I believe that shame and self-hate, as well as our universal need for individual significance, are at the core of society's issues and are manipulated and exacerbated by American ideology and systems of control. For politicians, having the power to control other humans en masse, i.e. in our current mass incarceration scheme, is a huge ego boost. It makes them feel significant. This works especially well when a whole sector of the population is demonized in the process, as seeing other people drowning in the ocean allows those who catalyzed it to savor their own shore. This is also a huge factor in the racial indifference experienced by the American population as a whole. If white people are honest with ourselves, racial injustice works in our favor. We are significant by default, and in order for us to fight meaningfully for racial justice, we must address our own shame and significance issues first, because that's where all of this begins.
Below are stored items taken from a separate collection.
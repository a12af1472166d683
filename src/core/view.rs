//! Host surfaces consumed by the interpreter.
//!
//! [`View`] is the editing surface every action receives as its first
//! argument. Hosts implement the required methods over their own buffer and
//! selection; the provided methods (character, word, line, paragraph and
//! sentence motions, brace matching, selection helpers) are written in terms
//! of them and may be overridden when the host has native equivalents.
//!
//! Positions are character offsets. The selection is `anchor..caret` in
//! either order. While the view is *extending*, motions move only the caret;
//! otherwise they collapse the selection onto the caret.

use crate::core::error::ActionError;
use crate::core::register::LineEnding;

/// Where to place a line when scrolling
#[derive(Debug, Clone, Copy, PartialEq, Eq)]
pub enum ScrollPlacement {
    Top,
    Center,
    Bottom,
}

/// Character classes used by word motions
#[derive(Debug, Clone, Copy, PartialEq, Eq)]
enum CharClass {
    Space,
    Word,
    Punct,
}

fn class_of(c: char) -> CharClass {
    if c.is_whitespace() {
        CharClass::Space
    } else if c.is_alphanumeric() || c == '_' {
        CharClass::Word
    } else {
        CharClass::Punct
    }
}

fn matching_brace(c: char) -> Option<(char, bool)> {
    match c {
        '(' => Some((')', true)),
        '[' => Some((']', true)),
        '{' => Some(('}', true)),
        ')' => Some(('(', false)),
        ']' => Some(('[', false)),
        '}' => Some(('{', false)),
        _ => None,
    }
}

/// Host editing surface
pub trait View {
    // ==================== Text queries ====================

    fn len_chars(&self) -> usize;
    fn char_at(&self, pos: usize) -> Option<char>;
    fn text_range(&self, start: usize, end: usize) -> String;
    /// Number of lines, at least 1
    fn line_count(&self) -> usize;
    fn line_of(&self, pos: usize) -> usize;
    fn line_start(&self, line: usize) -> usize;
    /// Position of the line's terminator, or the end of text on the last line
    fn line_end(&self, line: usize) -> usize;
    fn line_ending(&self) -> LineEnding;

    // ==================== Selection ====================

    fn caret(&self) -> usize;
    fn anchor(&self) -> usize;
    fn set_selection(&mut self, anchor: usize, caret: usize);
    fn is_extending(&self) -> bool;
    fn set_extending(&mut self, extending: bool);

    // ==================== Mutation ====================

    fn replace_range(&mut self, start: usize, end: usize, text: &str);
    fn undo(&mut self) -> bool;
    fn redo(&mut self) -> bool;
    fn begin_undo_group(&mut self) {}
    fn end_undo_group(&mut self) {}

    // ==================== Host facilities ====================

    /// Regex search starting at `from`; returns the match as `start..end`
    fn find(
        &self,
        pattern: &str,
        from: usize,
        forward: bool,
    ) -> Result<Option<(usize, usize)>, ActionError>;
    /// First and last line currently on screen
    fn visible_lines(&self) -> (usize, usize);
    fn scroll_to(&mut self, line: usize, placement: ScrollPlacement);
    fn set_mark(&mut self, name: char, pos: usize);
    fn mark(&self, name: char) -> Option<usize>;

    // ==================== Provided ====================

    /// Move the caret, keeping the anchor only while extending
    fn goto(&mut self, pos: usize) {
        let pos = pos.min(self.len_chars());
        if self.is_extending() {
            let anchor = self.anchor();
            self.set_selection(anchor, pos);
        } else {
            self.set_selection(pos, pos);
        }
    }

    fn current_line(&self) -> usize {
        self.line_of(self.caret())
    }

    fn column(&self) -> usize {
        let caret = self.caret();
        caret - self.line_start(self.line_of(caret))
    }

    fn is_blank_line(&self, line: usize) -> bool {
        self.line_start(line) == self.line_end(line)
    }

    /// Last position the caret may rest on in `line` outside of extension
    fn last_char_of_line(&self, line: usize) -> usize {
        let start = self.line_start(line);
        self.line_end(line).saturating_sub(1).max(start)
    }

    fn first_non_blank(&self, line: usize) -> usize {
        let mut pos = self.line_start(line);
        let end = self.line_end(line);
        while pos < end && self.char_at(pos).is_some_and(|c| c == ' ' || c == '\t') {
            pos += 1;
        }
        pos
    }

    /// Position after the character (cluster) at `pos`
    fn next_char(&self, pos: usize) -> usize {
        (pos + 1).min(self.len_chars())
    }

    /// Position of the character (cluster) before `pos`
    fn prev_char(&self, pos: usize) -> usize {
        pos.saturating_sub(1)
    }

    fn char_left(&mut self) -> bool {
        let caret = self.caret();
        let start = self.line_start(self.line_of(caret));
        if caret <= start {
            return false;
        }
        let pos = self.prev_char(caret).max(start);
        self.goto(pos);
        true
    }

    fn char_right(&mut self) -> bool {
        let caret = self.caret();
        let line = self.line_of(caret);
        let limit = if self.is_extending() {
            self.line_end(line)
        } else {
            self.last_char_of_line(line)
        };
        if caret >= limit {
            return false;
        }
        let pos = self.next_char(caret).min(limit);
        self.goto(pos);
        true
    }

    fn goto_line(&mut self, line: usize) {
        let line = line.min(self.line_count().saturating_sub(1));
        let pos = self.first_non_blank(line);
        self.goto(pos);
    }

    fn line_down(&mut self) -> bool {
        let line = self.current_line();
        if line + 1 >= self.line_count() {
            return false;
        }
        let column = self.column();
        let target = line + 1;
        let pos = (self.line_start(target) + column).min(self.last_char_of_line(target));
        self.goto(pos);
        true
    }

    fn line_up(&mut self) -> bool {
        let line = self.current_line();
        if line == 0 {
            return false;
        }
        let column = self.column();
        let target = line - 1;
        let pos = (self.line_start(target) + column).min(self.last_char_of_line(target));
        self.goto(pos);
        true
    }

    /// Start of the next word (`w`)
    fn word_right(&mut self) -> bool {
        let len = self.len_chars();
        let origin = self.caret();
        if origin >= len {
            return false;
        }
        let origin_line = self.line_of(origin);
        let mut pos = origin;

        let start_class = self.char_at(pos).map(class_of);
        if start_class != Some(CharClass::Space) {
            while pos < len && self.char_at(pos).map(class_of) == start_class {
                pos += 1;
            }
        }
        while pos < len {
            if !self.char_at(pos).is_some_and(char::is_whitespace) {
                break;
            }
            let line = self.line_of(pos);
            if line != origin_line && self.line_start(line) == pos && self.line_end(line) == pos {
                break;
            }
            pos += 1;
        }

        // An operator stops at the end of the line it started on
        if self.is_extending() && self.line_of(pos) != origin_line {
            pos = self.line_end(origin_line).max(origin);
        }
        self.goto(pos);
        pos != origin
    }

    /// Start of the previous word (`b`)
    fn word_left(&mut self) -> bool {
        let origin = self.caret();
        if origin == 0 {
            return false;
        }
        let mut pos = origin - 1;
        while pos > 0 && self.char_at(pos).is_some_and(char::is_whitespace) {
            pos -= 1;
        }
        let class = self.char_at(pos).map(class_of);
        while pos > 0 && self.char_at(pos - 1).map(class_of) == class {
            pos -= 1;
        }
        self.goto(pos);
        true
    }

    /// End of the current or next word (`e`)
    fn word_end(&mut self) -> bool {
        let len = self.len_chars();
        let origin = self.caret();
        if origin + 1 >= len {
            return false;
        }
        let mut pos = origin + 1;
        while pos < len && self.char_at(pos).is_some_and(char::is_whitespace) {
            pos += 1;
        }
        let class = self.char_at(pos).map(class_of);
        while pos + 1 < len && self.char_at(pos + 1).map(class_of) == class {
            pos += 1;
        }
        self.goto(pos.min(len.saturating_sub(1)));
        true
    }

    /// Next blank line after the current paragraph (`}`)
    fn paragraph_down(&mut self) -> bool {
        let count = self.line_count();
        let mut line = self.current_line();
        while line < count && self.is_blank_line(line) {
            line += 1;
        }
        while line < count && !self.is_blank_line(line) {
            line += 1;
        }
        let pos = if line < count {
            self.line_start(line)
        } else {
            self.line_end(count - 1)
        };
        let moved = pos != self.caret();
        self.goto(pos);
        moved
    }

    /// Previous blank line before the current paragraph (`{`)
    fn paragraph_up(&mut self) -> bool {
        let mut line = self.current_line();
        while line > 0 && self.is_blank_line(line) {
            line -= 1;
        }
        while line > 0 && !self.is_blank_line(line) {
            line -= 1;
        }
        let pos = self.line_start(line);
        let moved = pos != self.caret();
        self.goto(pos);
        moved
    }

    /// Start of the next sentence (`)`)
    fn sentence_forward(&mut self) -> bool {
        let len = self.len_chars();
        let origin = self.caret();
        let mut pos = origin;
        while pos < len {
            let c = self.char_at(pos);
            pos += 1;
            if matches!(c, Some('.' | '!' | '?'))
                && self.char_at(pos).is_none_or(char::is_whitespace)
            {
                break;
            }
        }
        while pos < len && self.char_at(pos).is_some_and(char::is_whitespace) {
            pos += 1;
        }
        self.goto(pos);
        pos != origin
    }

    /// Start of the current or previous sentence (`(`)
    fn sentence_backward(&mut self) -> bool {
        let origin = self.caret();
        if origin == 0 {
            return false;
        }
        let mut pos = origin - 1;
        while pos > 0 && self.char_at(pos).is_some_and(char::is_whitespace) {
            pos -= 1;
        }
        while pos > 0 {
            let prev = self.char_at(pos - 1);
            if matches!(prev, Some('.' | '!' | '?'))
                && self.char_at(pos).is_some_and(char::is_whitespace)
            {
                break;
            }
            pos -= 1;
        }
        while pos < origin && self.char_at(pos).is_some_and(char::is_whitespace) {
            pos += 1;
        }
        self.goto(pos);
        true
    }

    /// Bracket matching the one at or after `pos` on its line (`%`)
    fn match_brace(&self, pos: usize) -> Option<usize> {
        let line_end = self.line_end(self.line_of(pos));
        let mut start = pos;
        while start < line_end && self.char_at(start).and_then(matching_brace).is_none() {
            start += 1;
        }
        let open = self.char_at(start)?;
        let (close, forward) = matching_brace(open)?;

        let mut depth = 0usize;
        if forward {
            let len = self.len_chars();
            for p in start..len {
                match self.char_at(p) {
                    Some(c) if c == open => depth += 1,
                    Some(c) if c == close => {
                        depth -= 1;
                        if depth == 0 {
                            return Some(p);
                        }
                    }
                    _ => {}
                }
            }
        } else {
            for p in (0..=start).rev() {
                match self.char_at(p) {
                    Some(c) if c == open => depth += 1,
                    Some(c) if c == close => {
                        depth -= 1;
                        if depth == 0 {
                            return Some(p);
                        }
                    }
                    _ => {}
                }
            }
        }
        None
    }

    /// Ordered selection bounds
    fn selection_range(&self) -> (usize, usize) {
        let (anchor, caret) = (self.anchor(), self.caret());
        (anchor.min(caret), anchor.max(caret))
    }

    fn selected_text(&self) -> String {
        let (start, end) = self.selection_range();
        self.text_range(start, end)
    }

    /// Remove the selection, returning its text
    fn delete_selection(&mut self) -> String {
        let (start, end) = self.selection_range();
        let text = self.text_range(start, end);
        self.replace_range(start, end, "");
        self.set_selection(start, start);
        text
    }

    /// Insert at the caret, leaving the caret after the text
    fn insert_text(&mut self, text: &str) {
        let pos = self.caret();
        self.replace_range(pos, pos, text);
        let after = pos + text.chars().count();
        self.set_selection(after, after);
    }

    /// Grow the selection to cover whole lines including the last terminator
    fn expand_selection_to_lines(&mut self) {
        let (start, end) = self.selection_range();
        let first = self.line_of(start);
        let last = self.line_of(end);
        let start = self.line_start(first);
        let end = if last + 1 < self.line_count() {
            self.line_start(last + 1)
        } else {
            self.len_chars()
        };
        self.set_selection(start, end);
    }

    /// Text of a whole-line selection, always ending in a terminator
    fn selected_lines(&self) -> String {
        let mut text = self.selected_text();
        let ending = self.line_ending().as_str();
        if !text.ends_with(ending) {
            text.push_str(ending);
        }
        text
    }

    /// Remove a whole-line selection and return it terminated.
    ///
    /// When the selection reaches the unterminated last line, the terminator
    /// before it is removed instead so no empty line is left behind.
    fn delete_selected_lines(&mut self) -> String {
        let text = self.selected_lines();
        let (mut start, end) = self.selection_range();
        let first = self.line_of(start);
        let ending = self.line_ending().as_str();
        if end == self.len_chars() && first > 0 && !self.selected_text().ends_with(ending) {
            start = self.line_end(first - 1);
        }
        self.replace_range(start, end, "");
        let line = self.line_of(start.min(self.len_chars()));
        let caret = self.first_non_blank(line);
        self.set_selection(caret, caret);
        text
    }
}

/// Host UI surface: status output and single-line prompt
pub trait Ui {
    fn status(&mut self, text: &str);
    /// Open the host's line input; completion is reported back through
    /// [`Dispatcher::prompt_closed`](crate::core::dispatcher::Dispatcher::prompt_closed)
    fn open_prompt(&mut self, label: &str);
    fn close_prompt(&mut self) {}
}
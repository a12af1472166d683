//! Grammar and evaluation properties
//!
//! These drive the public Dispatcher with small hand-made Definition tables
//! and check counting, action repetition, escape and register behavior.

use std::sync::atomic::{AtomicUsize, Ordering};
use std::sync::{Arc, Mutex};

use vimode::config::Config;
use vimode::core::definition::{Argument, Definition, DefinitionTable};
use vimode::core::dispatcher::{Dispatcher, KeyResult};
use vimode::core::error::ActionResult;
use vimode::core::grammar::State;
use vimode::core::input::{Key, parse_keys};
use vimode::core::register::{LineEnding, RegisterMode, RegisterStore, UNNAMED};
use vimode::core::rope_view::RopeView;
use vimode::core::view::{Ui, View};

#[derive(Default)]
struct RecordingUi {
    status: Vec<String>,
    prompts: Vec<String>,
}

impl Ui for RecordingUi {
    fn status(&mut self, text: &str) {
        self.status.push(text.to_string());
    }

    fn open_prompt(&mut self, label: &str) {
        self.prompts.push(label.to_string());
    }
}

fn feed(
    dispatcher: &mut Dispatcher,
    view: &mut RopeView,
    ui: &mut RecordingUi,
    script: &str,
) -> Vec<KeyResult> {
    parse_keys(script)
        .unwrap()
        .into_iter()
        .map(|key| dispatcher.feed(key, view, ui))
        .collect()
}

fn builtin() -> Dispatcher {
    let mut dispatcher = Dispatcher::new(&Config::default());
    dispatcher.activate();
    dispatcher
}

fn custom(commands: DefinitionTable) -> Dispatcher {
    let mut dispatcher = Dispatcher::with_tables(commands, DefinitionTable::new());
    dispatcher.activate();
    dispatcher
}

// =============================================================================
// COUNTS
// =============================================================================

#[test]
fn test_digits_accumulate_into_the_count() {
    let seen = Arc::new(AtomicUsize::new(0));
    let mut commands = DefinitionTable::new();
    let sink = Arc::clone(&seen);
    commands.insert(
        "q",
        Definition::new("record count")
            .once()
            .before(move |cmd, _, _| {
                sink.store(cmd.count(), Ordering::SeqCst);
                Ok(Argument::None)
            })
            .action(|_, _| Ok(None)),
    );
    let mut dispatcher = custom(commands);
    let mut view = RopeView::from_string("");
    let mut ui = RecordingUi::default();

    for n in [1usize, 9, 10, 42, 907, 1_000_000, 31_415_926] {
        feed(&mut dispatcher, &mut view, &mut ui, &format!("{}q", n));
        assert_eq!(seen.load(Ordering::SeqCst), n);
    }
    feed(&mut dispatcher, &mut view, &mut ui, "q");
    assert_eq!(seen.load(Ordering::SeqCst), 1);
}

#[test]
fn test_huge_counts_saturate() {
    let seen = Arc::new(AtomicUsize::new(0));
    let sink = Arc::clone(&seen);
    let mut commands = DefinitionTable::new();
    commands.insert(
        "q",
        Definition::new("record count")
            .once()
            .before(move |cmd, _, _| {
                sink.store(cmd.count(), Ordering::SeqCst);
                Ok(Argument::None)
            })
            .action(|_, _| Ok(None)),
    );
    let mut dispatcher = custom(commands);
    let mut view = RopeView::from_string("");
    let mut ui = RecordingUi::default();

    feed(&mut dispatcher, &mut view, &mut ui, &format!("{}0q", usize::MAX));
    assert_eq!(seen.load(Ordering::SeqCst), usize::MAX);
}

// =============================================================================
// ACTION REPETITION
// =============================================================================

#[test]
fn test_last_action_repeats_count_times() {
    let log: Arc<Mutex<Vec<&'static str>>> = Arc::new(Mutex::new(Vec::new()));
    let step = |name: &'static str| {
        let log = Arc::clone(&log);
        move |_: &mut dyn View, _: &Argument| -> ActionResult {
            log.lock().unwrap().push(name);
            Ok(None)
        }
    };
    let mut commands = DefinitionTable::new();
    commands.insert(
        "q",
        Definition::new("three steps")
            .action(step("first"))
            .action(step("second"))
            .action(step("last"))
            .after(step("after")),
    );
    let mut dispatcher = custom(commands);
    let mut view = RopeView::from_string("");
    let mut ui = RecordingUi::default();

    feed(&mut dispatcher, &mut view, &mut ui, "4q");
    assert_eq!(
        *log.lock().unwrap(),
        vec!["first", "second", "last", "last", "last", "last", "after"]
    );
}

#[test]
fn test_three_j_moves_down_three_times() {
    let calls = Arc::new(AtomicUsize::new(0));
    let counter = Arc::clone(&calls);
    let mut commands = DefinitionTable::new();
    commands.insert(
        "j",
        Definition::new("move-line-down").action(move |view, _| {
            counter.fetch_add(1, Ordering::SeqCst);
            view.line_down();
            Ok(None)
        }),
    );
    let mut dispatcher = custom(commands);
    let mut view = RopeView::from_string("0\n1\n2\n3\n4");
    let mut ui = RecordingUi::default();

    feed(&mut dispatcher, &mut view, &mut ui, "3j");
    assert_eq!(calls.load(Ordering::SeqCst), 3);
    assert_eq!(view.current_line(), 3);
}

// =============================================================================
// ESCAPE
// =============================================================================

#[test]
fn test_escape_in_any_parse_state_leaves_no_trace() {
    for prefix in ["\"", "\"a", "3", "\"a3", "d", "d3", "2d", "f", "df", "r", "c"] {
        let mut dispatcher = builtin();
        let mut view = RopeView::from_string("alpha beta\ngamma\n");
        let mut ui = RecordingUi::default();

        feed(&mut dispatcher, &mut view, &mut ui, prefix);
        assert_ne!(dispatcher.state(), State::Start, "prefix {prefix:?}");
        let results = feed(&mut dispatcher, &mut view, &mut ui, "<Esc>");
        assert_eq!(results, vec![KeyResult::Consumed]);

        assert_eq!(dispatcher.state(), State::Start, "prefix {prefix:?}");
        assert_eq!(view.to_string(), "alpha beta\ngamma\n", "prefix {prefix:?}");
        assert!(dispatcher.registers().names().is_empty(), "prefix {prefix:?}");
    }
}

// =============================================================================
// REGISTERS
// =============================================================================

#[test]
fn test_register_round_trip_and_mode() {
    let mut store = RegisterStore::new();
    store.write('a', "plain text");
    assert_eq!(
        store.read('a', LineEnding::Lf),
        ("plain text".to_string(), RegisterMode::Char)
    );

    store.write('b', "one\ntwo");
    assert_eq!(store.read('b', LineEnding::Lf).1, RegisterMode::Line);
}

#[test]
fn test_terminator_is_not_doubled() {
    let mut store = RegisterStore::new();
    store.write('a', "line\r\n");
    assert_eq!(
        store.read('a', LineEnding::CrLf),
        ("line\r\n".to_string(), RegisterMode::Line)
    );
    store.write('a', "line\n");
    assert_eq!(store.read('a', LineEnding::Lf).0, "line\n");
}

#[test]
fn test_uppercase_register_appends() {
    let mut store = RegisterStore::new();
    store.write('a', "foo");
    store.write('A', "bar");
    assert_eq!(
        store.read('a', LineEnding::Lf),
        ("foobar".to_string(), RegisterMode::Char)
    );

    store.write('A', "baz\n");
    assert_eq!(
        store.read('a', LineEnding::Lf),
        ("foobar\nbaz\n".to_string(), RegisterMode::Line)
    );
}

#[test]
fn test_named_yank_mirrors_into_unnamed() {
    let mut dispatcher = builtin();
    let mut view = RopeView::from_string("one\ntwo\nthree\n");
    let mut ui = RecordingUi::default();

    feed(&mut dispatcher, &mut view, &mut ui, "\"a2y_");
    assert_eq!(dispatcher.state(), State::Start);
    assert_eq!(view.to_string(), "one\ntwo\nthree\n");

    let registers = dispatcher.registers();
    let a = registers.get('a').unwrap();
    assert_eq!(a.mode(), RegisterMode::Line);
    assert_eq!(a.text(LineEnding::Lf), "one\ntwo\n");
    assert_eq!(registers.get(UNNAMED), Some(a));
    assert!(registers.get('0').is_none());
}

#[test]
fn test_failed_command_writes_nothing() {
    let mut dispatcher = builtin();
    let mut view = RopeView::from_string("abc\n");
    let mut ui = RecordingUi::default();

    feed(&mut dispatcher, &mut view, &mut ui, "9rx");
    assert_eq!(view.to_string(), "abc\n");
    assert!(dispatcher.registers().names().is_empty());
    assert!(ui.status.iter().any(|s| s.contains("Too few characters")));
}

// =============================================================================
// UNHANDLED KEYS
// =============================================================================

#[test]
fn test_unmapped_key_is_unhandled_unless_prefixed() {
    let mut dispatcher = builtin();
    let mut view = RopeView::from_string("abc");
    let mut ui = RecordingUi::default();

    assert_eq!(
        feed(&mut dispatcher, &mut view, &mut ui, "Z"),
        vec![KeyResult::Unhandled]
    );
    assert!(ui.status.is_empty());

    let results = feed(&mut dispatcher, &mut view, &mut ui, "\"aZ");
    assert_eq!(results.last(), Some(&KeyResult::Consumed));
    assert_eq!(ui.status.last().map(String::as_str), Some("No command for \"aZ"));
    assert_eq!(dispatcher.state(), State::Start);
}

#[test]
fn test_keys_are_ignored_while_inactive() {
    let mut dispatcher = Dispatcher::new(&Config::default());
    let mut view = RopeView::from_string("abc");
    let mut ui = RecordingUi::default();

    assert_eq!(
        dispatcher.feed(Key::Char('x'), &mut view, &mut ui),
        KeyResult::Unhandled
    );
    assert_eq!(view.to_string(), "abc");
}

#[test]
fn test_prompt_is_requested_and_resumed() {
    let mut dispatcher = builtin();
    let mut view = RopeView::from_string("a\nb\nc\n");
    let mut ui = RecordingUi::default();

    feed(&mut dispatcher, &mut view, &mut ui, ":");
    assert_eq!(ui.prompts, vec![":"]);
    assert_eq!(dispatcher.state(), State::PromptWait);

    dispatcher.prompt_closed(Some("3".into()), &mut view, &mut ui);
    assert_eq!(dispatcher.state(), State::Start);
    assert_eq!(view.current_line(), 2);
}
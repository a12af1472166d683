//! Built-in Definitions
//!
//! This module fills the two Definition Tables the interpreter starts with:
//!
//! - **motions**: caret movement, usable alone or as an operator's subcommand
//! - **operators**: commands that take a motion (`d`, `y`, `c`, `>`, `<`) and
//!   their line shortcuts (`D`, `C`, `Y`, `x`, `X`)
//! - **editing**: insertion, put, replace, case, join, undo, marks, scrolling
//! - **ex**: the `:` prompt
//!
//! Every entry is plain data; users may replace or remove any of them at
//! runtime through the Dispatcher.

use crate::config::Config;
use crate::core::definition::{Argument, Definition, DefinitionTable};
use crate::core::error::ActionError;
use crate::core::view::View;

/// Insertion, put, replace and other single-key edits
pub mod editing;
/// The `:` prompt
pub mod ex;
/// Caret movement
pub mod motions;
/// Commands that act on a motion's selection
pub mod operators;

/// Register every built-in command and motion
pub fn register_all(
    command_table: &mut DefinitionTable,
    motion_table: &mut DefinitionTable,
    config: &Config,
) {
    motions::register(motion_table);
    operators::register(command_table, config.shift_width());
    editing::register(command_table);
    ex::register(command_table, config.shift_width());
    tracing::debug!(
        target: "vi.dispatch",
        commands = command_table.len(),
        motions = motion_table.len(),
        "built-in definitions registered"
    );
}

/// Run once and receive the typed count as the argument
pub(crate) fn with_count(definition: Definition) -> Definition {
    definition
        .once()
        .before(|cmd, _, _| Ok(Argument::Count(cmd.typed_count())))
}

pub(crate) fn char_arg(arg: &Argument) -> Result<char, ActionError> {
    match arg {
        Argument::Char(c) => Ok(*c),
        _ => Err(ActionError::Failed("Missing character argument".into())),
    }
}

pub(crate) fn count_arg(arg: &Argument) -> Option<usize> {
    match arg {
        Argument::Count(n) => *n,
        _ => None,
    }
}

/// Text payload of a prompt or input argument; empty for anything else
pub(crate) fn text_arg(arg: &Argument) -> &str {
    match arg {
        Argument::Text(text) => text,
        Argument::Change { text, .. } => text,
        _ => "",
    }
}

/// Pull the caret back onto the last character of its line
pub(crate) fn clamp_caret(view: &mut dyn View) {
    let caret = view.caret();
    let last = view.last_char_of_line(view.line_of(caret));
    if caret > last {
        view.goto(last);
    }
}

#[cfg(test)]
mod tests {
    use super::*;

    #[test]
    fn test_register_all() {
        let mut commands = DefinitionTable::new();
        let mut motions = DefinitionTable::new();
        register_all(&mut commands, &mut motions, &Config::default());
        for key in ["d", "y", "c", "p", "P", "x", "i", "u", "C-r", ":", "z"] {
            assert!(commands.contains(key), "missing command {key}");
        }
        assert!(motions.contains("w"));
        assert!(!commands.contains("w"));
    }

    #[test]
    fn test_argument_helpers() {
        assert_eq!(char_arg(&Argument::Char('q')), Ok('q'));
        assert!(char_arg(&Argument::None).is_err());
        assert_eq!(count_arg(&Argument::Count(Some(3))), Some(3));
        assert_eq!(text_arg(&Argument::Text("abc".into())), "abc");
        assert_eq!(text_arg(&Argument::Char('x')), "");
    }
}
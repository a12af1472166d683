//! Terminal (TUI) mode implementation.

use std::io;
use std::path::Path;
use std::time::Duration;

use crate::config::Config;
use crate::core::input::Key;
use crate::core::rope_view::RopeView;
use crate::core::view::View;
use crate::terminal;
use crate::terminal::events::TermEvent;

use super::session::Session;
use super::validate_file_path;

/// Saves the file; handled by the frontend before the Dispatcher sees it
const SAVE_KEY: Key = Key::Ctrl('s');

fn open_view(path: &Path) -> Result<RopeView, Box<dyn std::error::Error>> {
    if path.exists() {
        RopeView::from_file(path)
    } else {
        let mut view = RopeView::from_string("");
        view.filename = Some(path.to_path_buf());
        Ok(view)
    }
}

fn save(session: &mut Session) {
    let result = session.view.save();
    session.ui.status = match result {
        Ok(()) => match &session.view.filename {
            Some(path) => format!("\"{}\" written", path.display()),
            None => "written".to_string(),
        },
        Err(err) => {
            tracing::debug!(%err, "save failed");
            format!("Save failed: {}", err)
        }
    };
}

/// Run in terminal (TUI) mode.
pub fn run_terminal_mode(path: &Path, config: &Config) -> Result<(), Box<dyn std::error::Error>> {
    let view = open_view(&validate_file_path(path)?)?;
    let tab_width = config.tab_width();
    let mut session = Session::new(config, view);

    let (mut cols, mut rows) = crossterm::terminal::size()?;
    session
        .view
        .set_viewport(0, rows.saturating_sub(1) as usize);

    let _raw_mode = terminal::raw::RawMode::new()?;
    let mut stdout = io::stdout();
    let mut event_handler = terminal::events::EventHandler::new();
    let mut dirty = true;

    while session.is_active() {
        if dirty {
            session.view.ensure_caret_visible();
            let prompt = session.ui.prompt.as_ref().map(|p| p.line());
            let frame = terminal::render::build_frame(
                &session.view,
                &session.ui.status,
                prompt.as_deref(),
                cols,
                rows,
                tab_width,
            );
            terminal::render::draw(&frame, &mut stdout)?;
            dirty = false;
        }

        if !event_handler.poll(Duration::from_millis(50))? {
            continue;
        }
        match event_handler.read()? {
            TermEvent::Key(SAVE_KEY) if session.ui.prompt.is_none() => save(&mut session),
            TermEvent::Key(key) => {
                if !session.handle_key(key).consumed() {
                    tracing::trace!(key = %key, "unhandled key");
                }
            }
            TermEvent::Resize(new_cols, new_rows) => {
                (cols, rows) = (new_cols, new_rows);
                let (first, _) = session.view.visible_lines();
                session
                    .view
                    .set_viewport(first, rows.saturating_sub(1) as usize);
            }
            TermEvent::None => continue,
        }
        dirty = true;
    }

    if session.view.modified {
        tracing::info!(path = %path.display(), "left with unsaved changes");
    }
    Ok(())
}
In this same vein, we can't be surprised when someone commits another crime after being released from jail. If you strip that person of most of their rights, as Alexander explains, what choice does he now have to feel significant? He can't do it by making money, legally, as he will find it nearly impossible to find a job. He will find it difficult to own his own home. He can't feel significant by gaining a position of power, say in public office, as no one will vote for someone with a criminal record; the stigma is too great. He can't even be on the jury. He can't even get food stamps. He can't even get people to look him in the eye when they hear he's been labelled a criminal. You've not only taken away his rights, you've taken away his ability to access his own humanity, to feel significant as every human needs to feel. But there is a significance in a life of crime. If you've ever held a gun in your hand, you know how powerful it feels. Instant significance (all our movies tell us this, by the way. The taking up of violence is just a mirror being shown to how America operates as a whole). Throwing your hat into the drug ring allows you a semblance of economic mobility, i.e. significance, as well. Or maybe you just feel the need to steal food because you can't garner the resources to buy it anymore. In that case, you're fighting for the most basic kind of significance - dignity, survival.
The criminal justice systems seems to me a cycle that destroys our inherent humanity, which is why it doesn't work, and how it seems to operate so effectively on the basis of race (you can feel significant by destroying other people's significance). People have to strive to be human; it's in our nature. When we create systems that disregard or destroy that, we have become hopeless, and I fear that's where we are now.